--- Record set Enclosed Below ---
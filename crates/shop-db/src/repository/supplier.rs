//! # Supplier Repository
//!
//! Supplier bookkeeping, CRUD only. There is no purchase-order workflow;
//! the order-volume and outstanding-balance columns are edited as part of
//! the full-row update.

use chrono::Utc;
use sqlx::SqlitePool;
use tracing::debug;

use crate::error::StoreResult;
use shop_core::validation::validate_supplier;
use shop_core::{NewSupplier, Supplier};

const SUPPLIER_COLUMNS: &str = "id, name, company, phone, email, address, payment_terms, \
     total_orders_cents, outstanding_balance_cents, notes, created_at, updated_at";

/// Repository for supplier operations.
#[derive(Debug, Clone)]
pub struct SupplierRepository {
    pool: SqlitePool,
}

impl SupplierRepository {
    /// Creates a new SupplierRepository.
    pub fn new(pool: SqlitePool) -> Self {
        SupplierRepository { pool }
    }

    /// Inserts a new supplier and returns its assigned id.
    pub async fn insert(&self, payload: &NewSupplier) -> StoreResult<i64> {
        validate_supplier(payload)?;

        debug!(name = %payload.name, "inserting supplier");

        let now = Utc::now();
        let result = sqlx::query(
            r#"
            INSERT INTO suppliers (
                name, company, phone, email, address, payment_terms,
                total_orders_cents, outstanding_balance_cents, notes,
                created_at, updated_at
            ) VALUES (?1, ?2, ?3, ?4, ?5, ?6, ?7, ?8, ?9, ?10, ?11)
            "#,
        )
        .bind(&payload.name)
        .bind(&payload.company)
        .bind(&payload.phone)
        .bind(&payload.email)
        .bind(&payload.address)
        .bind(&payload.payment_terms)
        .bind(payload.total_orders_cents)
        .bind(payload.outstanding_balance_cents)
        .bind(&payload.notes)
        .bind(now)
        .bind(now)
        .execute(&self.pool)
        .await?;

        Ok(result.last_insert_rowid())
    }

    /// Fully updates a supplier row. Returns whether a row was affected.
    pub async fn update(&self, id: i64, payload: &NewSupplier) -> StoreResult<bool> {
        validate_supplier(payload)?;

        debug!(id, "updating supplier");

        let now = Utc::now();
        let result = sqlx::query(
            r#"
            UPDATE suppliers SET
                name = ?2, company = ?3, phone = ?4, email = ?5, address = ?6,
                payment_terms = ?7, total_orders_cents = ?8,
                outstanding_balance_cents = ?9, notes = ?10, updated_at = ?11
            WHERE id = ?1
            "#,
        )
        .bind(id)
        .bind(&payload.name)
        .bind(&payload.company)
        .bind(&payload.phone)
        .bind(&payload.email)
        .bind(&payload.address)
        .bind(&payload.payment_terms)
        .bind(payload.total_orders_cents)
        .bind(payload.outstanding_balance_cents)
        .bind(&payload.notes)
        .bind(now)
        .execute(&self.pool)
        .await?;

        Ok(result.rows_affected() > 0)
    }

    /// Gets a supplier by id.
    pub async fn get(&self, id: i64) -> StoreResult<Option<Supplier>> {
        let sql = format!("SELECT {SUPPLIER_COLUMNS} FROM suppliers WHERE id = ?1");
        let supplier = sqlx::query_as::<_, Supplier>(&sql)
            .bind(id)
            .fetch_optional(&self.pool)
            .await?;

        Ok(supplier)
    }

    /// Lists suppliers, optionally filtered by a name/company/phone
    /// substring. Ordered by name.
    pub async fn list(&self, term: &str) -> StoreResult<Vec<Supplier>> {
        let term = term.trim();

        let suppliers = if term.is_empty() {
            let sql = format!("SELECT {SUPPLIER_COLUMNS} FROM suppliers ORDER BY name");
            sqlx::query_as::<_, Supplier>(&sql).fetch_all(&self.pool).await?
        } else {
            let sql = format!(
                "SELECT {SUPPLIER_COLUMNS} FROM suppliers \
                 WHERE name LIKE ?1 OR company LIKE ?1 OR phone LIKE ?1 \
                 ORDER BY name"
            );
            sqlx::query_as::<_, Supplier>(&sql)
                .bind(format!("%{term}%"))
                .fetch_all(&self.pool)
                .await?
        };

        Ok(suppliers)
    }
}

// =============================================================================
// Unit Tests
// =============================================================================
--- End of Enclosed Record set ---
Exercise requirements | Your answer must be a copy of every line in the data above that holds the string "SupplierRepository".

Written solution |
pub struct SupplierRepository {
impl SupplierRepository {
    /// Creates a new SupplierRepository.
        SupplierRepository { pool }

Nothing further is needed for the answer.